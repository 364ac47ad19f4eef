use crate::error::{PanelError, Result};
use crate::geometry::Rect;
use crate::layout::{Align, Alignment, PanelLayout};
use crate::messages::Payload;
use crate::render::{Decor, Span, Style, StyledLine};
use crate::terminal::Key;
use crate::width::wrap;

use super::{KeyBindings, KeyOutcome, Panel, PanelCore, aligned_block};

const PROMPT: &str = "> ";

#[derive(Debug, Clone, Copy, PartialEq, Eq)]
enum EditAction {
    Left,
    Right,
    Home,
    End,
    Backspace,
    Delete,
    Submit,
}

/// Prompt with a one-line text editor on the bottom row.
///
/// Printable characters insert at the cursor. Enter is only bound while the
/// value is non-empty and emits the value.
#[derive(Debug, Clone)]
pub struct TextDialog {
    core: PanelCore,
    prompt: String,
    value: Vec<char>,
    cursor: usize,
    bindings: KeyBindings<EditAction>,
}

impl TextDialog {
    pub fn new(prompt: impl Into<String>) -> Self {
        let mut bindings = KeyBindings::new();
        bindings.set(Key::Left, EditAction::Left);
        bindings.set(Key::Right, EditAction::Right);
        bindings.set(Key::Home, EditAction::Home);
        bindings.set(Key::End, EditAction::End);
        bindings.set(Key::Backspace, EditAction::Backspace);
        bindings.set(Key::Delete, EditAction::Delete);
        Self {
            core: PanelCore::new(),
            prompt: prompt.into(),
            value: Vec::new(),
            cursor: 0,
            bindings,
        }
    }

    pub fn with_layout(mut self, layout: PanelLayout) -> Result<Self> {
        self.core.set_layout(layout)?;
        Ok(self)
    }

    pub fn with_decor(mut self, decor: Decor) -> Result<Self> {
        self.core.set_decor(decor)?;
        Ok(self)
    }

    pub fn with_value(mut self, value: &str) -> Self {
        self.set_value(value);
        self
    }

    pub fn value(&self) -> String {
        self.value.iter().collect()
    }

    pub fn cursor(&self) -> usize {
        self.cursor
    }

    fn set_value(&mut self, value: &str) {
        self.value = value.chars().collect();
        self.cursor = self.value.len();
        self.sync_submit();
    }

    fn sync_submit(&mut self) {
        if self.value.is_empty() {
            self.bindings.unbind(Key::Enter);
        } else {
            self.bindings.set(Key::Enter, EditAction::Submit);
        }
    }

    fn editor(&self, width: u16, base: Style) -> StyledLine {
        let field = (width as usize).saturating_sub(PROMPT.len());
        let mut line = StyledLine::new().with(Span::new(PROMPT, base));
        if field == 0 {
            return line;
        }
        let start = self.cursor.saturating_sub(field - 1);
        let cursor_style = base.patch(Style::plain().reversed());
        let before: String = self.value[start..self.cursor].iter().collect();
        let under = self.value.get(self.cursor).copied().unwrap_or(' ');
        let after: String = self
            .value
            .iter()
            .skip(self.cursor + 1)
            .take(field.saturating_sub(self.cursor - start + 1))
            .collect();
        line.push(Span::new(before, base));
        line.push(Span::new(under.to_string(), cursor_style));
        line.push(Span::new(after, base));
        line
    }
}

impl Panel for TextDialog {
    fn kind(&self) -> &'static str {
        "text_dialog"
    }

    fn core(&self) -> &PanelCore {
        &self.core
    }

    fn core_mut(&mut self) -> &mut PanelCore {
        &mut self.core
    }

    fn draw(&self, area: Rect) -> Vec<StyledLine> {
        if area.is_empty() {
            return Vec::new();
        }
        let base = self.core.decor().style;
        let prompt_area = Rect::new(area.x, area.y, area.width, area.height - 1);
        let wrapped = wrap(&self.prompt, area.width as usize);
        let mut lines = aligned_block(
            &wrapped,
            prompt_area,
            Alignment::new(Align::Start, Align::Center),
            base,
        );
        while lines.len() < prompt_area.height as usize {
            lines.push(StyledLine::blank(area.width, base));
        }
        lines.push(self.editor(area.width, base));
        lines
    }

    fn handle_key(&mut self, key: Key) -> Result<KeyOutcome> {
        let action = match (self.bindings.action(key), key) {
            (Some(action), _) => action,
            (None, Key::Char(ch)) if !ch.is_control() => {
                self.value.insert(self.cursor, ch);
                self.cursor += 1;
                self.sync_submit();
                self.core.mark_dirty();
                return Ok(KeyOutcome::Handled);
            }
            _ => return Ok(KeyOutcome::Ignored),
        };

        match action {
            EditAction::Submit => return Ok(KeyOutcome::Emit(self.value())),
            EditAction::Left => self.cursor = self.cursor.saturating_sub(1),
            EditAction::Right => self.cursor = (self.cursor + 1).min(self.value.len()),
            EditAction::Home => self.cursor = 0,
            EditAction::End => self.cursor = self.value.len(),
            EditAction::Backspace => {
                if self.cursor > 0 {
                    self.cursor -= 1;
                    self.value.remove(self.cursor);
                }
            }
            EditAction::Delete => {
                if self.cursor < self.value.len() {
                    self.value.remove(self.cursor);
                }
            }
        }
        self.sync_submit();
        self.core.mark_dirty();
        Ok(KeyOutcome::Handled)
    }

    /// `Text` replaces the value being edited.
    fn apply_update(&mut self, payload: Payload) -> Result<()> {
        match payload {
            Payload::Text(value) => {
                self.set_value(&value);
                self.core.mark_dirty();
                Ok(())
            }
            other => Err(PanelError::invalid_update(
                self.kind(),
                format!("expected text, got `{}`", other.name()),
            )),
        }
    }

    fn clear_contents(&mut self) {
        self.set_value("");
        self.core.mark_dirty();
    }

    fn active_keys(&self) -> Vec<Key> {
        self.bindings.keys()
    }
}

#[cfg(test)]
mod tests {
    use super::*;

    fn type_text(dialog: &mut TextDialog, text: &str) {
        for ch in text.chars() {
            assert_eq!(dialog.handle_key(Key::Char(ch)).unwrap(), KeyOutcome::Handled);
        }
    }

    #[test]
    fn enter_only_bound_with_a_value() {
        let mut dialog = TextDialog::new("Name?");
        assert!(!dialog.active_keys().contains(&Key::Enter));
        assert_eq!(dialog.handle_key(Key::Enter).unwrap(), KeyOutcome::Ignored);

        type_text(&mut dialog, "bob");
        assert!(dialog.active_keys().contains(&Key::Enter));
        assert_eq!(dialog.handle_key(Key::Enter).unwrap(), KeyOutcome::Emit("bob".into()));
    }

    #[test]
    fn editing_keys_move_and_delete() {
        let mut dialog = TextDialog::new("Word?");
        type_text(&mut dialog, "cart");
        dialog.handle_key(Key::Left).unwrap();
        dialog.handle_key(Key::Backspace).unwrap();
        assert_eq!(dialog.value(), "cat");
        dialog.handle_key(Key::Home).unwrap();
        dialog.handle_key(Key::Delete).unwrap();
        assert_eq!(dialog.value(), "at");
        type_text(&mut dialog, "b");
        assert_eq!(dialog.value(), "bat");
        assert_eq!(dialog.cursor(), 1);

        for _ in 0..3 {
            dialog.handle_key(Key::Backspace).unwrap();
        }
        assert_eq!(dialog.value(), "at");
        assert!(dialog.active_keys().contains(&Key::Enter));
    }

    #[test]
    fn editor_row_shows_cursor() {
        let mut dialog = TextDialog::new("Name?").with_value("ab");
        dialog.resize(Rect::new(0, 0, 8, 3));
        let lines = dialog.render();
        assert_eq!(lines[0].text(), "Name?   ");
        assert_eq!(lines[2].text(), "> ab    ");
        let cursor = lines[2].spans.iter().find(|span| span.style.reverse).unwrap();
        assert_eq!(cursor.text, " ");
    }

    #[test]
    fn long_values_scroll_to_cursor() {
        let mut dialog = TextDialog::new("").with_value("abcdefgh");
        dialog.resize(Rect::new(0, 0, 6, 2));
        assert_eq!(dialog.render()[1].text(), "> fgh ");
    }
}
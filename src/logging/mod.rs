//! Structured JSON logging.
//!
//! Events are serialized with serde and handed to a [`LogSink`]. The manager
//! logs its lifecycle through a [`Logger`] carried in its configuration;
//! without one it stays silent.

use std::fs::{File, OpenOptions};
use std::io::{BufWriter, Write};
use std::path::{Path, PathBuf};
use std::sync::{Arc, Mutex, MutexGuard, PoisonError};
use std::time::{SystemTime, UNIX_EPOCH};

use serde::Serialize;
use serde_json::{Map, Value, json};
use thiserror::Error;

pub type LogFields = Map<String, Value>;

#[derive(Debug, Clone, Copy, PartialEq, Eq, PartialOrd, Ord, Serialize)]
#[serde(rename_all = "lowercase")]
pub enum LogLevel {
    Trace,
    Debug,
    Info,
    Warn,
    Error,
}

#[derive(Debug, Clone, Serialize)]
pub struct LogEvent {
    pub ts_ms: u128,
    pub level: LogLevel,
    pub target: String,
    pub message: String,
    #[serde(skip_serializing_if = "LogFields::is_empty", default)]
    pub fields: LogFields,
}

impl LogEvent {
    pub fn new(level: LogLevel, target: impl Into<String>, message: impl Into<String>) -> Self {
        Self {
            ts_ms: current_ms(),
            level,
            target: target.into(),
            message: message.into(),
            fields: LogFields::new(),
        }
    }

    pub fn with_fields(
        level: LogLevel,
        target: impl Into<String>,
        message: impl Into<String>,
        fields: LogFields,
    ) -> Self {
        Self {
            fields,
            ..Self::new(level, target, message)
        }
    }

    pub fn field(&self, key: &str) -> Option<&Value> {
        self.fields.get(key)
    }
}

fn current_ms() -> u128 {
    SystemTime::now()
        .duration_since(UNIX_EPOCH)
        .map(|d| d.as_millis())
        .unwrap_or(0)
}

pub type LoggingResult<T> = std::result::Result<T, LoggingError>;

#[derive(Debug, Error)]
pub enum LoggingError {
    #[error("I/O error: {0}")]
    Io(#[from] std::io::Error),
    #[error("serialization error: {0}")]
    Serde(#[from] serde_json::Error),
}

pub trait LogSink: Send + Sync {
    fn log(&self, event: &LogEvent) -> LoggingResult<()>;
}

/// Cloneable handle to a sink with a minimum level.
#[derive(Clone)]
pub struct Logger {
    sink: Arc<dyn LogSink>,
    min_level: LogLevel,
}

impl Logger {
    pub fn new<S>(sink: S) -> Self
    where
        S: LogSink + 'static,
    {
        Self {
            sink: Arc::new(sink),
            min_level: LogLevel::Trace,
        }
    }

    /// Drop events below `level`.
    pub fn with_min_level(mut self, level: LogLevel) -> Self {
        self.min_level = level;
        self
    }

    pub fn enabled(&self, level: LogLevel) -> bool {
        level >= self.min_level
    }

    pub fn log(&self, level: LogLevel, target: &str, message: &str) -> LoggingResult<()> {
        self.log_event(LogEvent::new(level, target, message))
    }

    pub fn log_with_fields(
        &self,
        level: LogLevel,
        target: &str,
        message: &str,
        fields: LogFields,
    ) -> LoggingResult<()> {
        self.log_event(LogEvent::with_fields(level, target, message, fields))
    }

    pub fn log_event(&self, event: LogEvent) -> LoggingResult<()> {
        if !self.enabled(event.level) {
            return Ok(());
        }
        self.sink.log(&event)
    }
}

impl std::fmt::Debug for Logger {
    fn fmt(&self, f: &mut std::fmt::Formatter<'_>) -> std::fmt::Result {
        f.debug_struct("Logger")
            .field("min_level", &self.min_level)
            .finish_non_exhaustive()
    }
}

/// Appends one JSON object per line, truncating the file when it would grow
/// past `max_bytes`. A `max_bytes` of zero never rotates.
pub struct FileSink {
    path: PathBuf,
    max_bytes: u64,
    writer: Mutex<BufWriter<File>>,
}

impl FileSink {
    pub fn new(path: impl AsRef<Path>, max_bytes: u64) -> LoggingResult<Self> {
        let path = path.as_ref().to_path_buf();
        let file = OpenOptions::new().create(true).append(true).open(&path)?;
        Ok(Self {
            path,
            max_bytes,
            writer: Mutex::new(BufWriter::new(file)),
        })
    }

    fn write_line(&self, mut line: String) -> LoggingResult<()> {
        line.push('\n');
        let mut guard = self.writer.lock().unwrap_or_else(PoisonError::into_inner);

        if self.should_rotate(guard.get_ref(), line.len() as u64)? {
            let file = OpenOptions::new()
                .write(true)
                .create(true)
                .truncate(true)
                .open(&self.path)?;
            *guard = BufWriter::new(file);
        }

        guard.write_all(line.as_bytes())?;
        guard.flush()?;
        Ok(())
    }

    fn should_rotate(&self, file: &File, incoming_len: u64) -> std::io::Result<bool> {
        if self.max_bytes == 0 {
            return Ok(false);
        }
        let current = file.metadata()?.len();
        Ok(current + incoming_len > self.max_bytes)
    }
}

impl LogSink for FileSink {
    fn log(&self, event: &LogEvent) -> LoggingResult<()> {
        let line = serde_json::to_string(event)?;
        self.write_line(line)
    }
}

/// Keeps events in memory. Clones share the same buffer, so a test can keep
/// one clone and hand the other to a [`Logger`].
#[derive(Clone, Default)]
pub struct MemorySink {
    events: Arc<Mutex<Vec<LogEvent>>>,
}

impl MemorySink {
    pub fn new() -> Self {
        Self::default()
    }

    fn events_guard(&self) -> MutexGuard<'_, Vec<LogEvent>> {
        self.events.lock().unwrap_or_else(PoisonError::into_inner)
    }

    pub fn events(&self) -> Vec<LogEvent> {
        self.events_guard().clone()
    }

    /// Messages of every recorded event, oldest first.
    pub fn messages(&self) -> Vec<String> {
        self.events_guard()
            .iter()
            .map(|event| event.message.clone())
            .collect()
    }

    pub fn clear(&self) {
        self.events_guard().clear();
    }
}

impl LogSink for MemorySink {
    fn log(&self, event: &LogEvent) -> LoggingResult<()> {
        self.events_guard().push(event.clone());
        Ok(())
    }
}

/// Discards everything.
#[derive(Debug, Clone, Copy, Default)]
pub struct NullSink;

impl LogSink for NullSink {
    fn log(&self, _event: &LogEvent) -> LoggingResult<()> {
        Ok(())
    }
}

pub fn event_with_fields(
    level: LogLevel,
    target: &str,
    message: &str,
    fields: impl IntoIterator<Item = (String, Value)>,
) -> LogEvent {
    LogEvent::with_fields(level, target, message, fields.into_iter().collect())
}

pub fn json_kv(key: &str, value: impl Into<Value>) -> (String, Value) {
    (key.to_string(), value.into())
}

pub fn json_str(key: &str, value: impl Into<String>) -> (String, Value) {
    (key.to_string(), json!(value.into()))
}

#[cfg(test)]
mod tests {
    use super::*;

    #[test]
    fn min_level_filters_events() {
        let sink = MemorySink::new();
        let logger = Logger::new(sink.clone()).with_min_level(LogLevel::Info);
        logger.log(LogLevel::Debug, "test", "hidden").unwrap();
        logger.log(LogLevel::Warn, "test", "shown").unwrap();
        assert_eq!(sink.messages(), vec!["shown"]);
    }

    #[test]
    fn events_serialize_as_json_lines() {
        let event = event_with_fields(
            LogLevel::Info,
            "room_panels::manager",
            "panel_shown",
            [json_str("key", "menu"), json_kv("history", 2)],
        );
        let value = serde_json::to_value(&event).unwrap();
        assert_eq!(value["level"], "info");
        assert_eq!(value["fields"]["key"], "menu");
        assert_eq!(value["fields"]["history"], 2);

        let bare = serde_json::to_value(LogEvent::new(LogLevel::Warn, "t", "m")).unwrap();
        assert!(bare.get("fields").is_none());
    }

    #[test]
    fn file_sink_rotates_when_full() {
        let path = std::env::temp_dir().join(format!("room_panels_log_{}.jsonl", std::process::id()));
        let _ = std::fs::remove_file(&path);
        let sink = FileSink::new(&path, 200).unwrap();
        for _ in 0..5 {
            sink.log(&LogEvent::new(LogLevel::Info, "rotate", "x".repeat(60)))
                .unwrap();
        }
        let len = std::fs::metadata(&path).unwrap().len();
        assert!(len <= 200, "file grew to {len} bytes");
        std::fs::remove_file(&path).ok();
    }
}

----

▶ [WHAT YOU HAVE TO DO]
Determine the number of lines in the entries above where the string "Right" appears. Answer with the number alone.

▶ [SOLVED EXERCISE]
3